● DATA UNDER STUDY:

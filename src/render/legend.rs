use std::io::Write;

use serde::{Deserialize, Serialize};

use super::{color::Rgb, view::Frame, writer::escape};

/// How an entry's swatch is drawn.
#[derive(Debug, Clone, Copy, PartialEq, Eq, Default, Serialize, Deserialize)]
#[serde(rename_all = "snake_case")]
pub enum Swatch {
    #[default]
    Patch,
    Marker,
}

#[derive(Debug, Clone, PartialEq, Serialize, Deserialize)]
pub struct LegendEntry {
    pub label: String,
    pub fill: Rgb,
    #[serde(default)]
    pub edge: Option<Rgb>,
    #[serde(default)]
    pub swatch: Swatch,
}

/// Boxed legend in the upper-left corner of the map frame.
#[derive(Debug, Clone, PartialEq, Serialize, Deserialize)]
#[serde(default)]
pub struct Legend {
    pub title: String,
    pub entries: Vec<LegendEntry>,
    pub font_size: f64,
}

impl Default for Legend {
    fn default() -> Self {
        Self { title: "Legend".into(), entries: Vec::new(), font_size: 10.0 }
    }
}

impl Legend {
    pub(crate) fn draw(&self, writer: &mut impl Write, frame: &Frame) -> std::io::Result<()> {
        if self.entries.is_empty() { return Ok(()) }

        let font = self.font_size;
        let pad = font * 0.6;
        let row = font * 1.5;
        let swatch = font * 1.2;

        // Rough text metrics; resvg has no layout API to measure against.
        let text_width = |text: &str| text.chars().count() as f64 * font * 0.6;
        let widest = self.entries.iter()
            .map(|entry| swatch + pad + text_width(&entry.label))
            .fold(text_width(&self.title), f64::max);

        let title_rows = if self.title.is_empty() { 0.0 } else { 1.0 };
        let width = widest + 2.0 * pad;
        let height = (self.entries.len() as f64 + title_rows) * row + 2.0 * pad;
        let (x0, y0) = (frame.x + pad, frame.y + pad);

        writeln!(writer, r#"<g class="legend">"#)?;
        writeln!(
            writer,
            r##"<rect x="{x0:.3}" y="{y0:.3}" width="{width:.3}" height="{height:.3}" rx="{:.3}" fill="#ffffff" fill-opacity="0.8" stroke="#cccccc"/>"##,
            pad / 2.0,
        )?;

        let mut y = y0 + pad;
        if title_rows > 0.0 {
            writeln!(
                writer,
                r#"<text x="{:.3}" y="{:.3}" font-size="{font}" text-anchor="middle" dominant-baseline="middle">{}</text>"#,
                x0 + width / 2.0,
                y + row / 2.0,
                escape(&self.title),
            )?;
            y += row;
        }

        for entry in &self.entries {
            let cy = y + row / 2.0;
            let sx = x0 + pad;
            let edge = entry.edge.map(|c| c.to_string()).unwrap_or_else(|| "none".into());
            match entry.swatch {
                Swatch::Patch => writeln!(
                    writer,
                    r#"<rect x="{sx:.3}" y="{:.3}" width="{swatch:.3}" height="{:.3}" fill="{}" stroke="{edge}" stroke-width="0.8"/>"#,
                    cy - swatch / 3.0,
                    swatch * 2.0 / 3.0,
                    entry.fill,
                )?,
                Swatch::Marker => writeln!(
                    writer,
                    r#"<circle cx="{:.3}" cy="{cy:.3}" r="{:.3}" fill="{}" stroke="{edge}"/>"#,
                    sx + swatch / 2.0,
                    swatch / 4.0,
                    entry.fill,
                )?,
            }
            writeln!(
                writer,
                r#"<text x="{:.3}" y="{cy:.3}" font-size="{font}" dominant-baseline="middle">{}</text>"#,
                sx + swatch + pad,
                escape(&entry.label),
            )?;
            y += row;
        }

        writeln!(writer, "</g>")
    }
}
use std::fs;

use anyhow::{Context, Result};
use mpatrack::{Pipeline, PipelineCfg};

pub fn run(_cli: &crate::cli::Cli, args: &crate::cli::RunArgs) -> Result<()> {
    let mut config = match &args.config {
        Some(path) => PipelineCfg::from_path(path)?,
        None => PipelineCfg::default(),
    };
    if let Some(dir) = &args.data_dir { config.data_dir = dir.clone() }
    if let Some(dir) = &args.output_dir { config.output_dir = dir.clone() }
    if args.no_map { config.map.enabled = false }
    if args.no_chart { config.chart.enabled = false }

    fs::create_dir_all(&config.output_dir)
        .with_context(|| format!("[run] cannot create {}", config.output_dir.display()))?;

    let report = Pipeline::new(config)?.run()?;
    print!("{report}");

    if let Some(path) = &args.report {
        let json = serde_json::to_string_pretty(&report)?;
        fs::write(path, json).with_context(|| format!("[run] cannot write report {}", path.display()))?;
        println!("wrote {}", path.display());
    }

    Ok(())
}
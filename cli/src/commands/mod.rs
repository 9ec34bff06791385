pub mod default_config;
pub mod inspect;
pub mod run;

● EXERCISE OBJECTIVE: Where the listing above reaches the line that contains "cy - swatch", start retyping, and finish with the line that contains "if let Some(dir) = &args.data_dir"; reproduce those lines exactly and no others.

● RESPONSE TO THIS TASK:
                    cy - swatch / 3.0,
                    swatch * 2.0 / 3.0,
                    entry.fill,
                )?,
                Swatch::Marker => writeln!(
                    writer,
                    r#"<circle cx="{:.3}" cy="{cy:.3}" r="{:.3}" fill="{}" stroke="{edge}"/>"#,
                    sx + swatch / 2.0,
                    swatch / 4.0,
                    entry.fill,
                )?,
            }
            writeln!(
                writer,
                r#"<text x="{:.3}" y="{cy:.3}" font-size="{font}" dominant-baseline="middle">{}</text>"#,
                sx + swatch + pad,
                escape(&entry.label),
            )?;
            y += row;
        }

        writeln!(writer, "</g>")
    }
}
use std::fs;

use anyhow::{Context, Result};
use mpatrack::{Pipeline, PipelineCfg};

pub fn run(_cli: &crate::cli::Cli, args: &crate::cli::RunArgs) -> Result<()> {
    let mut config = match &args.config {
        Some(path) => PipelineCfg::from_path(path)?,
        None => PipelineCfg::default(),
    };
    if let Some(dir) = &args.data_dir { config.data_dir = dir.clone() }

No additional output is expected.